The evidence against Biomet in each of the three countries appears to have been strong.  In Argentina, beginning as early as 2000, Biomet paid “commissions” to doctors.  In 2003, a Biomet auditor discovered the payments and noted that they were shown in Biomet’s accounting records as commissions.  The company appears to have not responded internally until August 2005 when the managing director of Biomet Argentina expressed concerns regarding payments to customs officials, not doctors, and requested an internal audit.  In the course of that investigation, Biomet discovered that “bribes were made,” and in 2006 acknowledged internally that commissions recorded on the books were really “royalties” paid to doctors who used Biomet products.  Payments to doctors continued nonetheless until at least August 2008.  The Company distributed new compliance guidelines that emphasized FCPA issues at that time, and the Argentine general manager sought advice from the Company’s attorneys regarding the payments to the doctors.
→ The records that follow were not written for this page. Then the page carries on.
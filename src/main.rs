// SPDX-License-Identifier: AGPL-3.0-or-later
//
// Copyright (C) 2026 Relational Network

use std::process::ExitCode;

use tokio::net::TcpListener;
use tracing::{error, info};
use tracing_subscriber::{layer::SubscriberExt, util::SubscriberInitExt, EnvFilter};

use telegram_unified_auth::{
    api::router,
    auth::TelegramAuth,
    config::{AppConfig, LogFormat, DEFAULT_LOG_FILTER},
    state::AppState,
};

#[tokio::main]
async fn main() -> ExitCode {
    init_tracing(LogFormat::from_env());

    let config = match AppConfig::from_env() {
        Ok(config) => config,
        Err(e) => {
            error!(error = %e, "Invalid configuration");
            return ExitCode::FAILURE;
        }
    };

    let auth = match TelegramAuth::new(&config.bot_token) {
        Ok(auth) => auth,
        Err(e) => {
            error!(error = %e, "Failed to initialize Telegram verifier");
            return ExitCode::FAILURE;
        }
    };

    let app = router(AppState::new(auth));

    let listener = match TcpListener::bind(config.bind_addr).await {
        Ok(listener) => listener,
        Err(e) => {
            error!(error = %e, addr = %config.bind_addr, "Failed to bind");
            return ExitCode::FAILURE;
        }
    };

    info!(
        addr = %config.bind_addr,
        "Telegram auth server listening on http://{} (docs at /docs)",
        config.bind_addr
    );

    if let Err(e) = axum::serve(listener, app)
        .with_graceful_shutdown(shutdown_signal())
        .await
    {
        error!(error = %e, "HTTP server failed");
        return ExitCode::FAILURE;
    }

    info!("Server stopped");
    ExitCode::SUCCESS
}

fn init_tracing(format: LogFormat) {
    let filter =
        EnvFilter::try_from_default_env().unwrap_or_else(|_| EnvFilter::new(DEFAULT_LOG_FILTER));
    let registry = tracing_subscriber::registry().with(filter);

    match format {
        LogFormat::Json => registry.with(tracing_subscriber::fmt::layer().json()).init(),
        LogFormat::Pretty => registry.with(tracing_subscriber::fmt::layer()).init(),
    }
}

async fn shutdown_signal() {
    if let Err(e) = tokio::signal::ctrl_c().await {
        error!(error = %e, "Failed to listen for shutdown signal");
        std::future::pending::<()>().await;
    }
    info!("Shutdown signal received");
}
Similar conduct occurred in Brazil.  In August 2001, the Vice President of Biomet, Indiana, was informed that doctors were being paid commissions.  Then, in February 2002, the Director of Internal Audit informed the Vice President that payments were being made to surgeons “that may be considered as a kickback.”  It appears as though the payments continued until at least April 2008 when the Company sent accountants and outside counsel to Brazil to conduct due diligence on its distributor, which admitted making payments to doctors for buying Biomet products and describing them as “scientific incentives.”
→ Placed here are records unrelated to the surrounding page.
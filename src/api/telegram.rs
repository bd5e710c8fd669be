// SPDX-License-Identifier: AGPL-3.0-or-later
//
// Copyright (C) 2026 Relational Network

//! Telegram login endpoints.
//!
//! Three transports carry the same claims into [`TelegramAuth::authenticate`]:
//!
//! - `POST /v1/auth/telegram` with a JSON body `{"user": ...}`
//! - `POST /v1/auth/telegram/form` with a form body, as `$.post` sends it
//! - `GET /v1/auth/telegram/callback?...`, the Login Widget's redirect
//!
//! Payload bytes are handed to the verifier without reordering or
//! re-encoding. No session is created: the verified identity is returned
//! and the caller owns it.
//!
//! [`TelegramAuth::authenticate`]: crate::auth::TelegramAuth::authenticate

use std::collections::BTreeMap;

use axum::{
    extract::{RawQuery, State},
    Json,
};
use serde::Deserialize;
use serde_json::Value;
use tracing::{info, warn};
use utoipa::ToSchema;

use crate::auth::{normalize, AuthError, IdentityRecord, RawPayload};
use crate::state::AppState;

/// Body of `POST /v1/auth/telegram`.
#[derive(Debug, Deserialize, ToSchema)]
pub struct TelegramLoginRequest {
    /// Mini App `initData` string, or the object passed to the Login
    /// Widget's `data-onauth` callback.
    #[serde(default)]
    #[schema(value_type = Option<Object>)]
    pub user: Option<Value>,
}

/// Verify a Login Widget object or Mini App `initData` posted as JSON.
#[utoipa::path(
    post,
    path = "/v1/auth/telegram",
    tag = "Auth",
    request_body = TelegramLoginRequest,
    responses(
        (status = 200, description = "Verified Telegram identity", body = IdentityRecord),
        (status = 400, description = "No Telegram data or malformed payload"),
        (status = 403, description = "Invalid, expired, or missing user id"),
    )
)]
pub async fn login(
    State(state): State<AppState>,
    Json(request): Json<TelegramLoginRequest>,
) -> Result<Json<IdentityRecord>, AuthError> {
    let payload = payload_from_json(request.user.unwrap_or(Value::Null))?;
    authenticate(&state, &payload)
}

/// Verify a form-encoded post.
///
/// `user=<initData>` is a Mini App payload; `user[id]=...&user[hash]=...`
/// is a Login Widget object serialized by jQuery.
#[utoipa::path(
    post,
    path = "/v1/auth/telegram/form",
    tag = "Auth",
    request_body(content = String, content_type = "application/x-www-form-urlencoded"),
    responses(
        (status = 200, description = "Verified Telegram identity", body = IdentityRecord),
        (status = 400, description = "No Telegram data or malformed payload"),
        (status = 403, description = "Invalid, expired, or missing user id"),
    )
)]
pub async fn login_form(
    State(state): State<AppState>,
    body: String,
) -> Result<Json<IdentityRecord>, AuthError> {
    let payload = payload_from_form(&body)?;
    authenticate(&state, &payload)
}

/// Verify the Login Widget redirect (`data-auth-url`) query string.
#[utoipa::path(
    get,
    path = "/v1/auth/telegram/callback",
    tag = "Auth",
    responses(
        (status = 200, description = "Verified Telegram identity", body = IdentityRecord),
        (status = 400, description = "No Telegram data or malformed payload"),
        (status = 403, description = "Invalid, expired, or missing user id"),
    )
)]
pub async fn widget_callback(
    State(state): State<AppState>,
    RawQuery(query): RawQuery,
) -> Result<Json<IdentityRecord>, AuthError> {
    let query = query
        .filter(|q| !q.is_empty())
        .ok_or(AuthError::MissingPayload)?;
    authenticate(&state, &RawPayload::Form(query))
}

fn authenticate(state: &AppState, payload: &RawPayload) -> Result<Json<IdentityRecord>, AuthError> {
    match state
        .auth
        .authenticate(payload, chrono::Utc::now().timestamp())
    {
        Ok(identity) => {
            info!(user_id = identity.id, "Telegram login verified");
            Ok(Json(identity))
        }
        Err(e) => {
            warn!(error_code = e.error_code(), "Telegram login rejected");
            Err(e)
        }
    }
}

fn payload_from_json(user: Value) -> Result<RawPayload, AuthError> {
    match user {
        Value::Null => Err(AuthError::MissingPayload),
        Value::String(init_data) => Ok(RawPayload::Form(init_data)),
        Value::Object(fields) => {
            let mut claims = BTreeMap::new();
            for (key, value) in fields {
                let value = match value {
                    Value::String(s) => s,
                    Value::Null => String::new(),
                    Value::Number(n) => n.to_string(),
                    Value::Bool(b) => b.to_string(),
                    Value::Array(_) | Value::Object(_) => {
                        return Err(AuthError::MalformedPayload(format!(
                            "field `{key}` is not a scalar"
                        )))
                    }
                };
                claims.insert(key, value);
            }
            Ok(RawPayload::Decoded(claims))
        }
        _ => Err(AuthError::MalformedPayload(
            "`user` must be a string or an object".to_string(),
        )),
    }
}

fn payload_from_form(body: &str) -> Result<RawPayload, AuthError> {
    let fields = normalize(&RawPayload::Form(body.to_string()))?;

    if let Some(init_data) = fields.get("user") {
        return Ok(RawPayload::Form(init_data.to_string()));
    }

    let claims: BTreeMap<String, String> = fields
        .iter()
        .filter_map(|(key, value)| {
            let inner = key.strip_prefix("user[")?.strip_suffix(']')?;
            Some((inner.to_string(), value.to_string()))
        })
        .collect();

    if claims.is_empty() {
        return Err(AuthError::MissingPayload);
    }
    Ok(RawPayload::Decoded(claims))
}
Lastly, Biomet’s conduct in China was also scrutinized.  Internal emails from February through May 2001 show that Biomet provided “payments or other things of value” to doctors in China, including lavish trips, to induce them to use the company’s artificial hips and knees.  The company continued to entertain and pay doctors through late 2006, and debated internally ways to evade the Chinese government’s efforts to stop payments by companies to its doctors.

Food For Thought
While Biomet appears to have put the ordeal behind it, danger lurks for the individuals involved.  DOJ has made FCPA enforcement a priority, and views individual liability as the most effective form of deterrence.  The 2012 DPA does not protect the officers, employees or agents of Biomet or any of its subsidiaries.  In fact, it expressly reserves the right to pursue individuals.  The 2012 DPA states that it “does not provide any protection against criminal prosecution of any present or former director, officer, employee, shareholder, agent or consultant of Biomet for any violations committed by them.”  We will watch, wait and keep you posted on developments as they unfold.

But there is no need to wait to apply the lessons learned from the Biomet matter: (1) take swift action to stop conduct that violates the AKS and to prevent its recurrence; (2) actively audit and monitor international operations; and (3) dedicate sufficient resources to training and education to equip employees with the information they need to identify (and report) improper business relationships.